I would like to resolve the thin plate spline function in (3) p.5 from the paper http://www.tc.umn.edu/~baixx015/Xue_Bai_mirage_2011.pdf which is $$ f(x,y) = c_0 + c_xx + c_yy + \sum_{i=1}^M{c_i \phi(||(x,y)-(x_i',y_i')||)} $$ with M number of points and $$ \phi(r)=r^2log(r) $$ which gives me in matrices this equation $$ \left[ \begin{array}{ c c } K & T\\ T' & 0 \end{array} \right] \left[ \begin{array}{ c} c \\ d \end{array} \right] = \left[ \begin{array}{ c} z \\ 0 \end{array} \right] $$ where $K$ is $r^2log(r)$, $T$ is $(1,x_i,y_i)$, $c$ is $(c_i)$, $d$ is $(c_0, c_x, c_y)$ and $z$ is what I am looking for and correspond to $f(x,y)$.

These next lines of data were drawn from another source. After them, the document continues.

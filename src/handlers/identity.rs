use std::future::{ready, Ready};

use actix_web::dev::Payload;
use actix_web::{FromRequest, HttpRequest};
use uuid::Uuid;

use crate::domain::user::{Identity, Role};
use crate::errors::AppError;

pub const USER_ID_HEADER: &str = "X-User-Id";
pub const USER_ROLE_HEADER: &str = "X-User-Role";

/// Identity is asserted by an upstream gateway through request headers.
/// A missing role header means `buyer`.
impl FromRequest for Identity {
    type Error = AppError;
    type Future = Ready<Result<Self, Self::Error>>;

    fn from_request(req: &HttpRequest, _payload: &mut Payload) -> Self::Future {
        ready(identity_from(req))
    }
}

fn identity_from(req: &HttpRequest) -> Result<Identity, AppError> {
    let user_id = req
        .headers()
        .get(USER_ID_HEADER)
        .and_then(|value| value.to_str().ok())
        .and_then(|value| Uuid::parse_str(value.trim()).ok())
        .ok_or_else(|| {
            log::warn!("rejected request to {}: missing or invalid {USER_ID_HEADER}", req.path());
            AppError::Unauthorized(format!("missing or invalid {USER_ID_HEADER} header"))
        })?;

    let role = match req.headers().get(USER_ROLE_HEADER) {
        None => Role::default(),
        Some(value) => value
            .to_str()
            .ok()
            .and_then(|value| value.trim().parse::<Role>().ok())
            .ok_or_else(|| {
                AppError::Unauthorized(format!("invalid {USER_ROLE_HEADER} header"))
            })?,
    };

    Ok(Identity::new(user_id, role))
}
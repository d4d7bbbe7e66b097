use uuid::Uuid;

use super::cart::CartLine;
use super::errors::DomainError;
use super::order::{ListResult, OrderDraft, OrderStatus, OrderView};
use super::product::{NewProduct, Product, ProductChanges};
use super::user::{NewUser, User};

/// Cart lines keyed by user. Lines come back ordered by product id.
pub trait CartStore {
    fn get_lines(&mut self, user_id: Uuid) -> Result<Vec<CartLine>, DomainError>;
    /// Like `get_lines`, but the rows stay locked until the transaction ends.
    fn lock_lines(&mut self, user_id: Uuid) -> Result<Vec<CartLine>, DomainError>;
    fn find_line(&mut self, user_id: Uuid, product_id: Uuid)
        -> Result<Option<CartLine>, DomainError>;
    /// Inserts the line or adds `quantity` to the existing one.
    fn add_quantity(
        &mut self,
        user_id: Uuid,
        product_id: Uuid,
        quantity: i32,
    ) -> Result<CartLine, DomainError>;
    fn set_quantity(
        &mut self,
        user_id: Uuid,
        product_id: Uuid,
        quantity: i32,
    ) -> Result<Option<CartLine>, DomainError>;
    fn remove_line(&mut self, user_id: Uuid, product_id: Uuid) -> Result<bool, DomainError>;
    fn remove_lines(&mut self, user_id: Uuid, line_ids: &[Uuid]) -> Result<usize, DomainError>;
    /// Removes every line of the user; an empty cart is not an error.
    fn clear(&mut self, user_id: Uuid) -> Result<usize, DomainError>;
}

pub trait ProductInventory {
    fn get(&mut self, product_id: Uuid) -> Result<Option<Product>, DomainError>;
    /// Reads the product and holds its row lock until the transaction ends.
    fn lock(&mut self, product_id: Uuid) -> Result<Option<Product>, DomainError>;
    /// Decrements stock by `amount`.
    ///
    /// Fails with `ProductUnavailable` when the product is missing or inactive
    /// and with `InsufficientStock` when `amount` exceeds the stock.
    fn debit_stock(&mut self, product_id: Uuid, amount: i32) -> Result<Product, DomainError>;
    fn insert(&mut self, product: NewProduct) -> Result<Product, DomainError>;
    fn update(
        &mut self,
        product_id: Uuid,
        changes: ProductChanges,
    ) -> Result<Option<Product>, DomainError>;
    fn list_active(&mut self, page: i64, limit: i64) -> Result<(Vec<Product>, i64), DomainError>;
}

pub trait OrderStore {
    /// Persists the header and every line of `draft` on the current transaction.
    fn insert_order(&mut self, draft: &OrderDraft) -> Result<OrderView, DomainError>;
    fn find_by_id(&mut self, id: Uuid) -> Result<Option<OrderView>, DomainError>;
    fn list_by_user(&mut self, user_id: Uuid, page: i64, limit: i64)
        -> Result<ListResult, DomainError>;
    fn update_status(
        &mut self,
        id: Uuid,
        status: OrderStatus,
    ) -> Result<Option<OrderView>, DomainError>;
}

pub trait UserStore {
    fn insert_user(&mut self, user: NewUser) -> Result<User, DomainError>;
    fn find_user(&mut self, id: Uuid) -> Result<Option<User>, DomainError>;
    /// Deletes the user; orders, order lines and cart lines go with it.
    fn delete_user(&mut self, id: Uuid) -> Result<bool, DomainError>;
}

/// Every store, bound to one open transaction.
pub trait Repositories: CartStore + ProductInventory + OrderStore + UserStore {}

impl<T: CartStore + ProductInventory + OrderStore + UserStore> Repositories for T {}

pub trait UnitOfWork: Clone + Send + Sync + 'static {
    /// Runs `work` inside one transaction.
    ///
    /// Commits when `work` returns `Ok`; any `Err`, including a failed commit,
    /// leaves no trace in the store.
    fn transaction<T, F>(&self, work: F) -> Result<T, DomainError>
    where
        F: FnOnce(&mut dyn Repositories) -> Result<T, DomainError>;
}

I want to try the Uzawa's algorithm described in this document p.33 http://alexandria.tue.nl/extra1/afstversl/wsk-i/ghosh2010.pdf which can resolve equations of type: $$ \left[ \begin{array}{ c c } A & B\\ B' & 0 \end{array} \right] \left[ \begin{array}{ c} x \\ y \end{array} \right] = \left[ \begin{array}{ c} b \\ c \end{array} \right] $$ As Daryl said $b=z$ and $c=0$ but I still don't know $z$.

I don't understand how he knows the vectors $b$ (or $z$) If we choose $x_0$ and $y_0$, we can compute a $b_0$ but he does not explicitly say to do that and recompute $b$ at every iteration. Also he said p. 25 that Azawa's method allows to resolve directly the thin plate spline equation.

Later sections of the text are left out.